Presented by the Center for the Study of Race and Ethnicity in America

Please join us for a “What I Am Thinking About Now” presentation by Magda Boutros, Postdoctoral Fellow in International and Public Affairs at Brown University, titled “Antiracism without races”.

Abstract: France’s dominant ideology is anti-racialist: it takes a stance against the concept of “race” which is viewed as essentializing and racist, and the law prohibits the collection of racial statistics. For activists seeking to challenge policing practices targeting racialized minorities, this presents formidable challenges. Magda Boutros’ research examines contemporary mobilizations contesting the police in France, and asks: how do activists endeavor to make the role of race in policing visible, in a “race-blind” society? The findings suggest that anti-racialism makes it difficult to make race and its effects visible, but not impossible.

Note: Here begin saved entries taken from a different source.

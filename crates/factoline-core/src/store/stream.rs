// ── Listing subscription ──

use std::sync::Arc;

use tokio::sync::watch;

use super::Listing;

/// A subscription to storefront snapshots.
///
/// Provides point-in-time access plus change notification, either awaited
/// with [`changed`](Self::changed) or polled with
/// [`take_changed`](Self::take_changed) from a synchronous loop.
pub struct ListingStream {
    current: Arc<Listing>,
    receiver: watch::Receiver<Arc<Listing>>,
}

impl ListingStream {
    pub(crate) fn new(receiver: watch::Receiver<Arc<Listing>>) -> Self {
        let current = receiver.borrow().clone();
        Self { current, receiver }
    }

    /// The snapshot seen by the last `changed` / `take_changed` call.
    pub fn current(&self) -> &Arc<Listing> {
        &self.current
    }

    /// The latest published snapshot (may be newer than `current`).
    pub fn latest(&self) -> Arc<Listing> {
        self.receiver.borrow().clone()
    }

    /// Wait for the next change, returning the new snapshot.
    /// Returns `None` once the storefront has been dropped.
    pub async fn changed(&mut self) -> Option<Arc<Listing>> {
        self.receiver.changed().await.ok()?;
        Some(self.mark_seen())
    }

    /// Non-blocking: the new snapshot if one was published since the last
    /// call, `None` otherwise.
    pub fn take_changed(&mut self) -> Option<Arc<Listing>> {
        if self.receiver.has_changed().ok()? {
            Some(self.mark_seen())
        } else {
            None
        }
    }

    fn mark_seen(&mut self) -> Arc<Listing> {
        let snap = self.receiver.borrow_and_update().clone();
        self.current = Arc::clone(&snap);
        snap
    }
}

#[cfg(test)]
#[allow(clippy::unwrap_used)]
mod tests {
    use crate::catalog::Catalog;
    use crate::store::Storefront;

    #[test]
    fn take_changed_reports_each_change_once() {
        let mut store = Storefront::new(Catalog::builtin());
        let mut stream = store.subscribe();
        assert!(stream.take_changed().is_none());

        store.set_query("chêne");
        store.set_option("type", "beam", true);

        let seen = stream.take_changed().unwrap();
        assert_eq!(seen.version, 2);
        assert_eq!(seen.query, "chêne");
        assert!(stream.take_changed().is_none());
    }

    #[test]
    fn latest_tracks_storefront_without_marking_seen() {
        let mut store = Storefront::new(Catalog::builtin());
        let mut stream = store.subscribe();
        store.add_to_cart("1").unwrap();

        assert_eq!(stream.latest().cart.notifications(), 1);
        assert_eq!(stream.current().version, 0);
        assert!(stream.take_changed().is_some());
    }

    #[test]
    fn dropped_storefront_ends_stream() {
        let store = Storefront::new(Catalog::builtin());
        let mut stream = store.subscribe();
        drop(store);
        assert!(stream.take_changed().is_none());
    }
}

Activists’ work has allowed them to evidence racial disparities in police stops, highlight colonial continuities, and uncover institutional practices that disproportionately affect racial minorities. Boutros will show how different modes of knowledge production (statistical, historical, qualitative) inform and consolidate distinct understandings of police racism, as stereotype bias, structural oppression, or systemic discrimination.

Please register through Zoom. If you have previously RSVPed through our Google form, you will be automatically registered. 

“What I Am Thinking About Now” is an on-going informal workshop/seminar series to which faculty and graduate students are invited to present and discuss recently published work and work in progress. All are invited to attend and participate.